Prophylaxis for infusion reactions
  • Premedicate with acetaminophen prior to administration of the full bleomycin dose. Some clinicians administer a bleomycin test dose before the first cycle.
  • Refer to UpToDate topics on infusion reactions to systemic chemotherapy.
Vesicant/irritant properties
  • Doxorubicin and vinblastine are vesicants.
  • Refer to UpToDate topics on extravasation injury from chemotherapy and other non-antineoplastic vesicants.
Infection prophylaxis
  • Primary prophylaxis with G-CSF is generally not indicated, and G-CSF is avoided in some centers because of concerns that concurrent use may increase bleomycin lung toxicity.
  • Refer to UpToDate topics on bleomycin-induced lung injury.
Dose adjustment for baseline liver or kidney dysfunction
  • A dose reduction in bleomycin of at least 25% is recommended for patients with creatinine clearance 10 to 50 mL/min, and at least 50% reduction for clearance <10 mL/min. Chemotherapy dose adjustments for doxorubicin and vinblastine are needed in patients with cholestasis.
  • Refer to UpToDate topics on chemotherapy hepatotoxicity and dose modification in patients with liver disease, conventional cytotoxic agents; chemotherapy hepatotoxicity and dose modification in patients with liver disease, molecularly targeted agents; and chemotherapy nephrotoxicity and dose modification in patients with kidney impairment, conventional cytotoxic agents.
Monitoring parameters:
  • Assess CBC with differential, electrolytes, kidney function, and liver function prior to each treatment cycle.
  • Cumulative doxorubicin dose should be monitored. Measure left ventricular ejection fraction prior to first cycle, then as clinically indicated.
  • Monitor for respiratory complaints or unexplained findings on lung exam (eg, rales). Maximum bleomycin lifetime dose not to exceed 400 mg. Measure pulmonary diffusion capacity before first cycle and then per institutional policy.
  • Refer to UpToDate topics on bleomycin-induced lung injury.
Suggested dose modifications for toxicity:
Myelotoxicity
  • No routine dose modifications; G-CSF is not routinely administered unless previous cycles were complicated by infection or fever in setting of neutropenia.
  • Refer to the UpToDate topics on use of granulocyte colony stimulating factors in adult patients with chemotherapy-induced neutropenia and conditions other than acute leukemia, myelodysplastic syndrome, and hematopoietic cell transplantation.
Pulmonary toxicity
  • Bleomycin should be discontinued in patients with documented or strongly suspected bleomycin-induced lung injury.
  • Refer to UpToDate topics on bleomycin-induced lung injury.
Neuropathy
  • For severe paresthesias and/or constipation, the dose of vinblastine may be reduced by 50%; vinblastine should be discontinued permanently if an adynamic ileus occurs.
If there is a change in body weight of at least 10%, doses should be recalculated.
This table is provided as an example of how to administer this regimen; there may be other acceptable methods. This regimen must be administered by a clinician trained in the use of chemotherapy, who should use independent medical judgment in the context of individual circumstances to make adjustments, as necessary.

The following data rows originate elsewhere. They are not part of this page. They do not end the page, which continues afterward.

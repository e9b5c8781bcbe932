use std::io::{self, Write, stdout};
use std::path::{Path, PathBuf};
use std::sync::Mutex;

use anyhow::{Context, Result};
use clap::Parser;
use crossterm::{cursor, execute, terminal};
use tracing::{info, warn};
use tracing_subscriber::EnvFilter;

use flappy_wave::input::{GestureInput, HandTracker, KeyboardInput};
use flappy_wave::render::Renderer;
use flappy_wave::{
    AudioSink, ClockSource, ControlMode, Flow, FramePacer, GameConfig, GameSession, InputSource,
    SilentAudio, SystemClock,
};

#[derive(Debug, Parser)]
#[command(version, about = "Flappy Bird in the terminal")]
struct Args {
    /// TOML file overriding the default game constants
    #[arg(long)]
    config: Option<PathBuf>,

    /// Seed for pipe placement
    #[arg(long)]
    seed: Option<u64>,

    /// Start in gesture control mode. This build has no hand tracker, so
    /// control falls back to the keyboard on the first frame.
    #[arg(long)]
    gesture: bool,

    /// Write logs to this file (filter with RUST_LOG)
    #[arg(long)]
    log: Option<PathBuf>,

    /// Disable sound
    #[arg(long)]
    mute: bool,
}

fn main() -> Result<()> {
    let args = Args::parse();
    init_logging(args.log.as_deref())?;

    let mut config = match &args.config {
        Some(path) => GameConfig::load(path)?,
        None => GameConfig::default(),
    };
    if args.seed.is_some() {
        config.seed = args.seed;
    }
    info!(?config, "starting");

    let mut audio: Box<dyn AudioSink> = if args.mute {
        Box::new(SilentAudio)
    } else {
        open_audio()
    };
    let mut session = GameSession::new(config)?;
    if args.gesture {
        session.set_control_mode(ControlMode::Gesture);
    }

    terminal::enable_raw_mode()?;
    let mut out = stdout();
    execute!(
        out,
        terminal::EnterAlternateScreen,
        cursor::Hide,
        terminal::DisableLineWrap,
    )?;

    let cleanup = |out: &mut io::Stdout| -> io::Result<()> {
        execute!(
            out,
            terminal::LeaveAlternateScreen,
            cursor::Show,
            terminal::EnableLineWrap,
        )?;
        terminal::disable_raw_mode()
    };

    // No camera tracker ships with the terminal build.
    let result = run(&mut session, audio.as_mut(), None, &mut out);

    cleanup(&mut out)?;
    result
}

fn run(
    session: &mut GameSession,
    audio: &mut dyn AudioSink,
    tracker: Option<Box<dyn HandTracker>>,
    out: &mut impl Write,
) -> Result<()> {
    let clock = SystemClock::new();
    let mut pacer = FramePacer::new(session.config().tick_rate);
    let mut keyboard = KeyboardInput::new();
    let mut gesture = tracker.map(GestureInput::new);
    let mut device = session.input_device();

    let (mut cols, mut rows) = terminal::size()?;
    let mut renderer = Renderer::new(cols, rows);

    loop {
        pacer.begin();
        let now = clock.now_ms();

        // Input
        let mut poll = keyboard.poll();
        if session.control_mode() == ControlMode::Gesture {
            match gesture.as_mut() {
                Some(g) => {
                    if session.input_device() != device {
                        device = session.input_device();
                        if let Err(e) = g.select_device(device) {
                            warn!("camera switch failed: {e}");
                            poll.downgrade = true;
                        }
                    }
                    poll.merge(g.poll());
                }
                None => {
                    warn!("gesture control needs a hand tracker; staying on keyboard");
                    poll.downgrade = true;
                }
            }
        }
        if session.handle_poll(poll, now) == Flow::Quit {
            info!(score = session.score(), "quit");
            return Ok(());
        }

        // Update
        session.update(now);
        for sound in session.drain_sounds() {
            audio.play(sound);
        }

        // Render
        let (c, r) = terminal::size()?;
        if (c, r) != (cols, rows) {
            (cols, rows) = (c, r);
            renderer.resize(cols, rows);
        }
        renderer.draw(&session.snapshot(), out)?;

        // Frame pacing
        pacer.wait();
    }
}

fn init_logging(path: Option<&Path>) -> Result<()> {
    // stderr belongs to the game screen, so logging is file-only.
    let Some(path) = path else {
        return Ok(());
    };
    let file = std::fs::File::create(path)
        .with_context(|| format!("failed to create log file {}", path.display()))?;
    let filter = EnvFilter::try_from_default_env().unwrap_or_else(|_| EnvFilter::new("info"));
    tracing_subscriber::fmt()
        .with_env_filter(filter)
        .with_writer(Mutex::new(file))
        .with_ansi(false)
        .init();
    Ok(())
}

#[cfg(feature = "audio")]
fn open_audio() -> Box<dyn AudioSink> {
    match flappy_wave::audio::SynthAudio::new() {
        Ok(audio) => Box::new(audio),
        Err(e) => {
            warn!("{e}, running silent");
            Box::new(SilentAudio)
        }
    }
}

#[cfg(not(feature = "audio"))]
fn open_audio() -> Box<dyn AudioSink> {
    Box::new(SilentAudio)
}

ALT: alanine aminotransferase; AST: aspartate aminotransferase; CBC: complete blood count; G-CSF: granulocyte colony stimulating factors; IV: intravenous; WBC: white blood cell.


* 1 mg bleomycin = 1 unit bleomycin.

¶ A test dose of bleomycin before the first dose is recommended by the manufacturer;[2] however, many institutions no longer perform this test dose. Refer to UpToDate topics on infusion reactions to systemic chemotherapy.

References:
  1. Canellos GP, Anderson JR, Propert KJ, et al. Chemotherapy of advanced Hodgkin's disease with MOPP, ABVD, or MOPP alternating with ABVD. N Engl J Med 1992; 327:1478.
  2. Bleomycin sulfate injection. United States Prescribing Information. US National Library of Medicine. (Available online at dailymed.nlm.nih.gov, accessed on January 3, 2012).